Live coverage of the 2011 Draft will begin with a one-hour preview show on Monday, June 6, at 6 p.m. ET on MLB.com and MLB Network, followed by the first round and supplemental compensation round.
MLB.com will provide exclusive coverage on Days 2 and 3, featuring a live pick-by-pick stream, expert commentary and Draft Tracker, a live interactive application that includes a searchable database of every Draft-eligible player.
Noesi's first win comes with a chore
BALTIMORE -- Hector Noesi's hands were full as he left Camden Yards after midnight ET on Thursday, having been given the lineup card to commemorate his first Major League win, but his wallet is about to be a little bit lighter.
Robinson Cano told Noesi that he owed him dinner for delivering the big hit in the Yankees' 15-inning, 4-1 victory over the Orioles, a two-run double to right-center off lefty Mike Gonzalez.
"I told him in the dugout," Cano said. "I said, 'This is your first win, so you've got to buy me dinner now.' He said, 'OK, Saturday.' I said, 'You've got to take me to one of those special places.'"
Consider it a bit of friendly rookie hazing.
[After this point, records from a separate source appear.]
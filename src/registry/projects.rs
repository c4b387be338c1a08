//! Project operations: existence check, creation and lookup by name

use crate::error::handlers::HttpErrorHandler;
use crate::error::{HarborError, Result};
use crate::registry::client::HarborClient;
use serde::{Deserialize, Serialize};
use serde_json::json;

#[derive(Debug, Clone, PartialEq, Eq, Serialize, Deserialize)]
pub struct Project {
    pub project_id: i64,
    pub name: String,
}

pub struct ProjectOperations<'a> {
    client: &'a HarborClient,
}

impl<'a> ProjectOperations<'a> {
    pub fn new(client: &'a HarborClient) -> Self {
        Self { client }
    }

    /// Anything but 200 counts as absent, including server errors
    ///
    /// The HEAD goes through the client's re-login loop like every other call,
    /// so a 401 that survives the fresh login is `Unauthorized`, not absent.
    pub async fn exists(&self, name: &str) -> Result<bool> {
        let url = self
            .client
            .api_url_with_query("projects", &[("project_name", name)])?;
        let response = self.client.head(url).await?;
        Ok(response.status().as_u16() == 200)
    }

    /// Create `name` as a public project unless it already exists
    ///
    /// Only the first path segment is used, so a full repository path may be
    /// passed. Two callers racing on the same name can both try to create it.
    pub async fn ensure(&self, name: &str) -> Result<()> {
        let name = name.split('/').next().unwrap_or(name);
        if name.is_empty() {
            return Err(HarborError::Validation("project name cannot be empty".to_string()));
        }

        let output = self.client.output();
        if self.exists(name).await? {
            output.detail(&format!("Project {} already exists", name));
            return Ok(());
        }

        output.step(&format!("Creating project {}", name));
        let body = json!({
            "project_name": name,
            "metadata": {
                "public": "true"
            }
        });
        let response = self
            .client
            .post_json(self.client.api_url("projects")?, &body)
            .await?;

        let status = response.status();
        if !status.is_success() {
            output.error(&HttpErrorHandler::describe_status(
                status,
                &format!("create project {}", name),
            ));
            return Err(HarborError::ProjectCreate {
                project: name.to_string(),
                status: status.as_u16(),
            });
        }

        output.success(&format!("Created project {}", name));
        Ok(())
    }

    /// Look a project up by name; the API matches by prefix, so prefer an exact hit
    pub async fn find(&self, name: &str) -> Result<Project> {
        let url = self.client.api_url_with_query("projects", &[("name", name)])?;
        let response = self.client.get(url).await?;

        let status = response.status();
        if !status.is_success() {
            return Err(HarborError::Network(HttpErrorHandler::describe_status(
                status,
                &format!("project lookup {}", name),
            )));
        }

        // older registries answer `null` instead of an empty list
        let projects: Option<Vec<Project>> = response.json().await?;
        let projects = projects.unwrap_or_default();

        let found = match projects.as_slice() {
            [] => None,
            [only] => Some(only.clone()),
            many => many.iter().find(|p| p.name == name).cloned(),
        };

        match found {
            Some(project) if project.project_id != 0 => Ok(project),
            _ => Err(HarborError::ProjectNotFound(name.to_string())),
        }
    }
}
Cano is earning $10 million this year and can afford to pick up his own tabs; Noesi's pay stub is close to the big league minimum.
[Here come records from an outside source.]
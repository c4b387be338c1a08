//! Command line interface module
//!
//! This module provides argument parsing, environment overrides and the
//! runner that wires the registry client, engine and workflows together.

pub mod args;
pub mod runner;

pub use args::{Args, Command};
pub use runner::Runner;
//! Image existence checks

use crate::error::{HarborError, Result};
use crate::image::ReferenceParser;
use crate::registry::{HarborClient, RepositoryOperations};

#[derive(Debug, Clone)]
pub enum CheckStatus {
    Present,
    Missing,
    /// The reference could not be parsed or looked up
    Failed(HarborError),
}

/// Per-reference results of a check run, in input order
#[derive(Debug, Clone, Default)]
pub struct CheckReport {
    pub entries: Vec<(String, CheckStatus)>,
}

impl CheckReport {
    pub fn present(&self) -> usize {
        self.count(|status| matches!(status, CheckStatus::Present))
    }

    pub fn missing(&self) -> usize {
        self.count(|status| matches!(status, CheckStatus::Missing))
    }

    pub fn failed(&self) -> usize {
        self.count(|status| matches!(status, CheckStatus::Failed(_)))
    }

    pub fn is_clean(&self) -> bool {
        self.present() == self.entries.len()
    }

    fn count(&self, predicate: impl Fn(&CheckStatus) -> bool) -> usize {
        self.entries.iter().filter(|(_, status)| predicate(status)).count()
    }
}

pub struct ImageChecker<'a> {
    client: &'a HarborClient,
    parser: ReferenceParser,
}

impl<'a> ImageChecker<'a> {
    pub fn new(client: &'a HarborClient, parser: ReferenceParser) -> Self {
        Self { client, parser }
    }

    /// Whether the normalized form of `raw` has its tag in the registry
    pub async fn check_image(&self, raw: &str) -> Result<bool> {
        let reference = self.parser.normalize(raw)?;
        RepositoryOperations::new(self.client)
            .tag_exists(&reference.repository, &reference.tag)
            .await
    }

    /// Check every reference; a failing one is recorded and the rest still run
    pub async fn check_all(&self, references: &[String]) -> CheckReport {
        let mut report = CheckReport::default();

        for reference in references {
            let status = match self.check_image(reference).await {
                Ok(true) => CheckStatus::Present,
                Ok(false) => CheckStatus::Missing,
                Err(error) => CheckStatus::Failed(error),
            };
            report.entries.push((reference.clone(), status));
        }

        report
    }
}

/// One reference per line; blank lines and `#` comments are skipped
pub fn parse_reference_list(contents: &str) -> Vec<String> {
    contents
        .lines()
        .map(str::trim)
        .filter(|line| !line.is_empty() && !line.starts_with('#'))
        .map(str::to_string)
        .collect()
}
"He came to me and said, 'That's for you,'" Noesi shrugged. "'You've got to take me to dinner.'"
Noesi said he wasn't tired as the game went to the 15th inning and even believed he could have gone further if asked.
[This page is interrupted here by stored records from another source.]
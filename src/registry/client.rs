// HarborClient issues requests against the registry's REST API. Every call
// goes through `send_with_auth`, which logs in again once when the session
// has expired and replays the request exactly once.

use crate::config::{AuthConfig, RegistryConfig};
use crate::error::handlers::NetworkErrorHandler;
use crate::error::{HarborError, Result};
use crate::logging::Logger;
use crate::registry::auth::{Auth, Session};
use reqwest::header::CONTENT_TYPE;
use reqwest::{Client, Method, Response, StatusCode};
use serde_json::Value;
use url::Url;

/// Re-logins allowed per call before a 401 becomes fatal
const MAX_RELOGINS: usize = 1;

pub struct HarborClientBuilder {
    registry: RegistryConfig,
    auth_config: AuthConfig,
    output: Logger,
}

impl HarborClientBuilder {
    pub fn new(registry: RegistryConfig, auth_config: AuthConfig) -> Self {
        Self {
            registry,
            auth_config,
            output: Logger::new(false),
        }
    }

    pub fn with_output(mut self, output: Logger) -> Self {
        self.output = output;
        self
    }

    pub fn build(self) -> Result<HarborClient> {
        let session = Session::new();

        let mut builder = Client::builder()
            .cookie_provider(session.cookie_jar())
            .timeout(self.registry.timeout_duration());

        if self.registry.insecure {
            builder = builder
                .danger_accept_invalid_certs(true)
                .danger_accept_invalid_hostnames(true);
        }

        let http = builder
            .build()
            .map_err(|e| HarborError::Network(format!("Failed to create HTTP client: {}", e)))?;

        let api_base = self.registry.api_url()?;
        let auth = Auth::new(self.registry.login_url()?, self.auth_config);

        Ok(HarborClient {
            http,
            registry: self.registry,
            api_base,
            auth,
            session,
            output: self.output,
        })
    }
}

pub struct HarborClient {
    http: Client,
    registry: RegistryConfig,
    api_base: Url,
    auth: Auth,
    session: Session,
    output: Logger,
}

impl HarborClient {
    pub fn builder(registry: RegistryConfig, auth_config: AuthConfig) -> HarborClientBuilder {
        HarborClientBuilder::new(registry, auth_config)
    }

    /// Bare `host[:port]` of the registry, the prefix of engine image names
    pub fn registry_address(&self) -> &str {
        &self.registry.address
    }

    pub fn session(&self) -> &Session {
        &self.session
    }

    pub fn output(&self) -> &Logger {
        &self.output
    }

    /// Resolve a path relative to `<base>/api/`
    pub fn api_url(&self, path: &str) -> Result<Url> {
        Ok(self.api_base.join(path)?)
    }

    /// Resolve a path with query parameters relative to `<base>/api/`
    pub fn api_url_with_query(&self, path: &str, query: &[(&str, &str)]) -> Result<Url> {
        let mut url = self.api_url(path)?;
        url.query_pairs_mut().extend_pairs(query);
        Ok(url)
    }

    pub async fn login(&self) -> Result<()> {
        self.auth.login(&self.http, &self.session, &self.output).await
    }

    pub async fn get(&self, url: Url) -> Result<Response> {
        self.send_with_auth(Method::GET, url, None).await
    }

    pub async fn head(&self, url: Url) -> Result<Response> {
        self.send_with_auth(Method::HEAD, url, None).await
    }

    pub async fn post_json(&self, url: Url, body: &Value) -> Result<Response> {
        self.send_with_auth(Method::POST, url, Some(body)).await
    }

    pub async fn delete(&self, url: Url) -> Result<Response> {
        self.send_with_auth(Method::DELETE, url, None).await
    }

    async fn send_with_auth(&self, method: Method, url: Url, body: Option<&Value>) -> Result<Response> {
        let context = format!("{} {}", method, url.path());
        let mut relogins = 0;

        loop {
            let mut request = self
                .http
                .request(method.clone(), url.clone())
                .header(CONTENT_TYPE, "application/json");
            if let Some(body) = body {
                request = request.json(body);
            }

            self.output.debug(&format!("{} {}", method, url));
            let response = request
                .send()
                .await
                .map_err(|e| NetworkErrorHandler::handle_network_error(&e, &context))?;

            if response.status() != StatusCode::UNAUTHORIZED {
                self.output
                    .debug(&format!("{} -> {}", context, response.status()));
                return Ok(response);
            }

            if relogins >= MAX_RELOGINS {
                self.output
                    .error(&format!("{} still unauthorized after login", context));
                return Err(HarborError::Unauthorized(context));
            }

            self.output
                .verbose(&format!("{} unauthorized, trying to login", context));
            self.login().await?;
            relogins += 1;
        }
    }
}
The Yankees might have needed more from Noesi -- they had Dave Robertson warming briefly in the top of the 15th, but manager Joe Girardi wanted to stay away from the right-hander at all costs after using him in three out of four days.
"I was going down to be prepared for this," Noesi said. "They called me up, and [you] just do what you need to do."
Only in emergencies will Jorge catch
BALTIMORE -- Manager Joe Girardi was out of the Yankees' dugout in a flash to protect Alex Rodriguez in the 13th inning of Wednesday's affair, trying to save his player from ejection by home-plate umpire Dan Bellino.
Girardi got there in the nick of time, keeping Rodriguez in the game at third base even after arguing a called third strike. But if A-Rod had been ejected, the Yankees might have had the perfect storm to put Jorge Posada back behind the plate.
Russell Martin could have gone to third base, with Posada catching, Girardi said.
"It probably would have been my first thought, and we would have seen how it went," Girardi said. "Or maybe you put [Mark Teixeira] at third and Jorge at first."
As it turned out, Posada was held out for an absolute emergency -- the last remaining position player on the bench. Even when Chris Dickerson left the game after being hit on the helmet, pitcher A.J. Burnett pinch-ran instead of Posada.
Posada has not caught a single inning this year, and the Yankees spoke this spring of their concerns about the number of concussions he has suffered during his long career. However, Posada said he was ready if needed.
"It would have been one of those things where you hop in there in the heat of the moment," Posada said. "You hope nothing happens to anyone, but you are the third catcher. I think I was ready."
Yankees manager Joe Girardi said that Alex Rodriguez could have a brief checkup on his right hip on Thursday. A-Rod has said that he feels no discomfort, but hitting coach Kevin Long suggested it to cover all bases. ... Wednesday marked Mariano Rivera's second blown save in as many chances against the Orioles, and the third time in his career he has had back-to-back blown saves against a team in a season. The other two times came against the Red Sox: July 27 and Sept. 17, 2004; April 5 and 6, 2005. ... The Yankees did not consider promoting a pitcher after Hector Noesi's four relief innings on Wednesday. Girardi said the team would be able to get distance out of Amauri Sanit on Thursday if needed.